» ACTIVITY:
Print the lines of the data, starting with the first, up to and including the line where "if stream.read_buf(buf).await? == 0" appears.

» Collected data:

//! TCP framing for Diameter (RFC 6733 §2.1)
//!
//! Messages are delimited by the 24-bit length in header bytes 1..4. A
//! [`DiameterTransport`] carries the capabilities exchange and is then split:
//! the [`DiameterReader`] goes to the receive task, the [`DiameterWriter`] is
//! shared behind a lock by every sender.

use bytes::{Buf, Bytes, BytesMut};
use std::io;
use std::net::SocketAddr;
use tokio::io::{AsyncRead, AsyncReadExt, AsyncWrite, AsyncWriteExt};
use tokio::net::tcp::{OwnedReadHalf, OwnedWriteHalf};
use tokio::net::{TcpListener, TcpStream};

use crate::error::{DiameterError, DiameterResult};
use crate::message::{DiameterMessage, DIAMETER_HEADER_SIZE};

/// Largest frame accepted from a peer.
const MAX_MESSAGE_SIZE: usize = 64 * 1024;

const INITIAL_READ_CAPACITY: usize = 4096;

/// Cut one complete frame off the front of `buf`, if one has arrived.
///
/// Only the length field is checked here. A frame whose body fails to decode
/// still leaves the stream in sync.
fn try_split_frame(buf: &mut BytesMut) -> DiameterResult<Option<Bytes>> {
    let Some(mut header) = buf.get(..DIAMETER_HEADER_SIZE) else {
        return Ok(None);
    };
    header.advance(1);
    let frame_len = header.get_uint(3) as usize;

    if !(DIAMETER_HEADER_SIZE..=MAX_MESSAGE_SIZE).contains(&frame_len) {
        return Err(DiameterError::InvalidMessage(format!(
            "frame length {frame_len} outside {DIAMETER_HEADER_SIZE}..={MAX_MESSAGE_SIZE}"
        )));
    }
    if buf.len() < frame_len {
        return Ok(None);
    }

    Ok(Some(buf.split_to(frame_len).freeze()))
}

async fn read_frame<R>(stream: &mut R, buf: &mut BytesMut) -> DiameterResult<Bytes>
where
    R: AsyncRead + Unpin,
{
    loop {
        if let Some(frame) = try_split_frame(buf)? {
            return Ok(frame);
        }
        if stream.read_buf(buf).await? == 0 {
            return Err(io::Error::new(io::ErrorKind::UnexpectedEof, "peer closed the connection").into());
        }
    }
}

async fn read_message<R>(stream: &mut R, buf: &mut BytesMut) -> DiameterResult<DiameterMessage>
where
    R: AsyncRead + Unpin,
{
    let mut frame = read_frame(stream, buf).await?;
    DiameterMessage::decode(&mut frame)
}

async fn write_message<W>(stream: &mut W, msg: &DiameterMessage) -> DiameterResult<()>
where
    W: AsyncWrite + Unpin,
{
    stream.write_all(&msg.encode()).await?;
    stream.flush().await?;
    Ok(())
}

/// Framed Diameter connection over one TCP stream
pub struct DiameterTransport {
    stream: TcpStream,
    read_buf: BytesMut,
    peer_addr: SocketAddr,
    local_addr: SocketAddr,
}

impl DiameterTransport {
    pub fn new(stream: TcpStream) -> DiameterResult<Self> {
        stream.set_nodelay(true)?;
        Ok(Self {
            peer_addr: stream.peer_addr()?,
            local_addr: stream.local_addr()?,
            read_buf: BytesMut::with_capacity(INITIAL_READ_CAPACITY),
            stream,
        })
    }

    /// Open a TCP connection to `addr` (host:port).
    pub async fn connect(addr: &str) -> DiameterResult<Self> {
        Self::new(TcpStream::connect(addr).await?)
    }

    pub fn peer_addr(&self) -> SocketAddr {
        self.peer_addr
    }

    pub fn local_addr(&self) -> SocketAddr {
        self.local_addr
    }

    pub async fn send(&mut self, msg: &DiameterMessage) -> DiameterResult<()> {
        write_message(&mut self.stream, msg).await
    }

    pub async fn recv(&mut self) -> DiameterResult<DiameterMessage> {
        read_message(&mut self.stream, &mut self.read_buf).await
    }

    /// Split into owned halves. Anything already buffered by
    /// [`recv`](Self::recv) stays with the reader.
    pub fn into_split(self) -> (DiameterReader, DiameterWriter) {
        let Self { stream, read_buf, peer_addr, .. } = self;
        let (rx, tx) = stream.into_split();
        (
            DiameterReader { stream: rx, read_buf, peer_addr },
            DiameterWriter { stream: tx, peer_addr },
        )
    }

    pub async fn shutdown(&mut self) -> DiameterResult<()> {
        Ok(self.stream.shutdown().await?)
    }
}

/// Read side of a split [`DiameterTransport`]
pub struct DiameterReader {
    stream: OwnedReadHalf,
    read_buf: BytesMut,
    peer_addr: SocketAddr,
}

impl DiameterReader {
    pub async fn recv(&mut self) -> DiameterResult<DiameterMessage> {
        read_message(&mut self.stream, &mut self.read_buf).await
    }

    /// Next raw frame, undecoded. An error here means the stream is unusable
    /// (I/O failure, EOF or a bad length field).
    pub async fn recv_frame(&mut self) -> DiameterResult<Bytes> {
        read_frame(&mut self.stream, &mut self.read_buf).await
    }

    pub fn peer_addr(&self) -> SocketAddr {
        self.peer_addr
    }
}

/// Write side of a split [`DiameterTransport`]
pub struct DiameterWriter {
    stream: OwnedWriteHalf,
    peer_addr: SocketAddr,
}

impl DiameterWriter {
    pub async fn send(&mut self, msg: &DiameterMessage) -> DiameterResult<()> {
        write_message(&mut self.stream, msg).await
    }

    pub fn peer_addr(&self) -> SocketAddr {
        self.peer_addr
    }

    /// Half-close: no more writes, reads on the peer see EOF.
    pub async fn shutdown(&mut self) -> DiameterResult<()> {
        Ok(self.stream.shutdown().await?)
    }
}

/// Accepts inbound Diameter connections. Used by test peers standing in for
/// the HSS.
pub struct DiameterListener {
    listener: TcpListener,
}

impl DiameterListener {
    pub async fn bind(addr: SocketAddr) -> DiameterResult<Self> {
        Ok(Self {
            listener: TcpListener::bind(addr).await?,
        })
    }

    pub async fn accept(&self) -> DiameterResult<DiameterTransport> {
        let (stream, _) = self.listener.accept().await?;
        DiameterTransport::new(stream)
    }

    pub fn local_addr(&self) -> DiameterResult<SocketAddr> {
        Ok(self.listener.local_addr()?)
    }
}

» SOLUTION FOR THIS PROBLEM:
//! TCP framing for Diameter (RFC 6733 §2.1)
//!
//! Messages are delimited by the 24-bit length in header bytes 1..4. A
//! [`DiameterTransport`] carries the capabilities exchange and is then split:
//! the [`DiameterReader`] goes to the receive task, the [`DiameterWriter`] is
//! shared behind a lock by every sender.

use bytes::{Buf, Bytes, BytesMut};
use std::io;
use std::net::SocketAddr;
use tokio::io::{AsyncRead, AsyncReadExt, AsyncWrite, AsyncWriteExt};
use tokio::net::tcp::{OwnedReadHalf, OwnedWriteHalf};
use tokio::net::{TcpListener, TcpStream};

use crate::error::{DiameterError, DiameterResult};
use crate::message::{DiameterMessage, DIAMETER_HEADER_SIZE};

/// Largest frame accepted from a peer.
const MAX_MESSAGE_SIZE: usize = 64 * 1024;

const INITIAL_READ_CAPACITY: usize = 4096;

/// Cut one complete frame off the front of `buf`, if one has arrived.
///
/// Only the length field is checked here. A frame whose body fails to decode
/// still leaves the stream in sync.
fn try_split_frame(buf: &mut BytesMut) -> DiameterResult<Option<Bytes>> {
    let Some(mut header) = buf.get(..DIAMETER_HEADER_SIZE) else {
        return Ok(None);
    };
    header.advance(1);
    let frame_len = header.get_uint(3) as usize;

    if !(DIAMETER_HEADER_SIZE..=MAX_MESSAGE_SIZE).contains(&frame_len) {
        return Err(DiameterError::InvalidMessage(format!(
            "frame length {frame_len} outside {DIAMETER_HEADER_SIZE}..={MAX_MESSAGE_SIZE}"
        )));
    }
    if buf.len() < frame_len {
        return Ok(None);
    }

    Ok(Some(buf.split_to(frame_len).freeze()))
}

async fn read_frame<R>(stream: &mut R, buf: &mut BytesMut) -> DiameterResult<Bytes>
where
    R: AsyncRead + Unpin,
{
    loop {
        if let Some(frame) = try_split_frame(buf)? {
            return Ok(frame);
        }
        if stream.read_buf(buf).await? == 0 {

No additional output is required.